* Task statement *
The lines below that include "struct" are to be found and copied.

:: Data provided ::

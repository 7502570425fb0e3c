use std::sync::atomic::{AtomicU64, Ordering};
use std::sync::Arc;

/// Trait for tracking record reads performed by relationship traversal.
///
/// Every store lookup issued by a traversal is reported exactly once, which
/// makes it possible to assert how much of the store a traversal touched.
pub trait TraversalMetrics: Send + Sync {
    /// Records a node record lookup.
    fn node_read(&self);

    /// Records a relationship record lookup.
    fn relationship_read(&self);

    /// Records a relationship-group record lookup.
    fn group_read(&self);

    /// Records a chain that referenced neither endpoint of the traversed node.
    fn chain_corrupted(&self);
}

/// A no-op implementation of [`TraversalMetrics`].
#[derive(Default)]
pub struct NoopMetrics;

impl TraversalMetrics for NoopMetrics {
    fn node_read(&self) {}
    fn relationship_read(&self) {}
    fn group_read(&self) {}
    fn chain_corrupted(&self) {}
}

/// Atomic counter implementation of [`TraversalMetrics`].
#[derive(Default)]
pub struct CounterMetrics {
    /// Number of node records read.
    pub nodes_read: AtomicU64,

    /// Number of relationship records read.
    pub relationships_read: AtomicU64,

    /// Number of group records read.
    pub groups_read: AtomicU64,

    /// Number of corrupt chains encountered.
    pub corrupt_chains: AtomicU64,
}

impl CounterMetrics {
    /// Total records read of any kind.
    pub fn total_reads(&self) -> u64 {
        self.nodes_read.load(Ordering::Relaxed)
            + self.relationships_read.load(Ordering::Relaxed)
            + self.groups_read.load(Ordering::Relaxed)
    }
}

impl TraversalMetrics for CounterMetrics {
    fn node_read(&self) {
        self.nodes_read.fetch_add(1, Ordering::Relaxed);
    }

    fn relationship_read(&self) {
        self.relationships_read.fetch_add(1, Ordering::Relaxed);
    }

    fn group_read(&self) {
        self.groups_read.fetch_add(1, Ordering::Relaxed);
    }

    fn chain_corrupted(&self) {
        self.corrupt_chains.fetch_add(1, Ordering::Relaxed);
    }
}

/// Returns the default metrics implementation, which discards everything.
pub fn default_metrics() -> Arc<dyn TraversalMetrics> {
    Arc::new(NoopMetrics)
}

:::

* Response *
pub struct NoopMetrics;
pub struct CounterMetrics {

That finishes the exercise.